A very serious issue faced today in every society is suicide. The percentages are too high to ignore the problem that exists in far too many societies. Well, we can advise, as many elders do: "Don't kill yourself." It only magnifies future problems in the Antarloka - the subtle, nonphysical astral world we live in before we incarnate - and in the next life. Suicide only accelerates the intensity of karma, bringing a series of immediate lesser births and requiring several lives for the soul to return to the evolutionary point that existed at the moment of suicide, at which time the still existing karmic entanglement that brought on the death must again be faced and resolved. Thus turns the slow wheel of samsara. To gain a fine birth, one must live according to the natural laws of dharma and live out the karma in this life positively and fully.
Meaning:
Suicide is termed pranatyaga in Sanskrit, "abandoning life force." It is intentionally ending one's own life through poisoning, drowning, burning, stabbing, jumping, shooting, etc. Suicide has traditionally been prohibited in Hindu scripture because, being an abrupt escape from life, it creates unseemly karma to be faced in the future.
However, in cases of terminal disease or great disability, religious self-willed death through fasting, prayopavesha, is sometimes permitted. Hinduism is not absolutely black and white in this matter. Rather, it takes into account the broader picture. How will this affect the soul? How will it affect humanity? How will it affect one's future incarnations? All that must be taken into account if a wise and compassionate, right decision is to be made on so serious a matter.
Attempt to suicide is an offence punished with simple imprisonment for a term that may extend to one year or with fine under Section 309 of the Indian Penal Code.

Supreme Court in P. Rathinam v. Union of India (AIR 1994 SC 1844) held that the right to live of which Article 21 speaks of can be said to bring in its trail the right not to live a forced life, and therefore, section 309 violates Article 21 and declared as unconstitutional . However, Constitutional bench overruled this decision in Gian Kaur case, holding that Article 21 cannot be construed to include within it the ‘right to die’ as a part of the fundamental right guaranteed therein, and therefore, it cannot be said that section 309 is violative of Article 21.
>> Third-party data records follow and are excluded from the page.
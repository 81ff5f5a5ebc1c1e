#[derive(Debug, thiserror::Error)]
pub enum StoreError {
    #[error("migration record `{0}` already exists")]
    UniqueViolation(String),

    #[error("migration record `{0}` not found")]
    NotFound(String),

    #[error("invalid migration status `{0}`")]
    InvalidStatus(String),

    #[error("invalid table name `{0}`, expected letters, digits and underscores")]
    InvalidTableName(String),

    #[cfg(any(feature = "pg", feature = "sqlite"))]
    #[error("sqlx `{0}`")]
    Sqlx(#[from] sqlx::Error),

    #[error("{0}")]
    Any(#[from] anyhow::Error),
}

impl StoreError {
    /// Another writer already holds a record with the same name.
    pub fn is_unique_violation(&self) -> bool {
        matches!(self, StoreError::UniqueViolation(_))
    }
}

pub type Result<T> = std::result::Result<T, StoreError>;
There are very few extraordinary situations in which self-willed death is permitted. It is not enough that we are unhappy, disappointed, going through a temporary anguish, such as loss of loved ones, a physical injury, a financial loss or the failure to pass an exam and the fear of an angry thrashing from parents when they find out. That is called life. It is not enough that we are filled with sorrow. None of these reasons is enough to justify suicide, and thus it is in such cases an ignoble act. It is not necessarily even enough that we are suffering a serious, terminal illness, one of the thousands that beset human beings on this planet.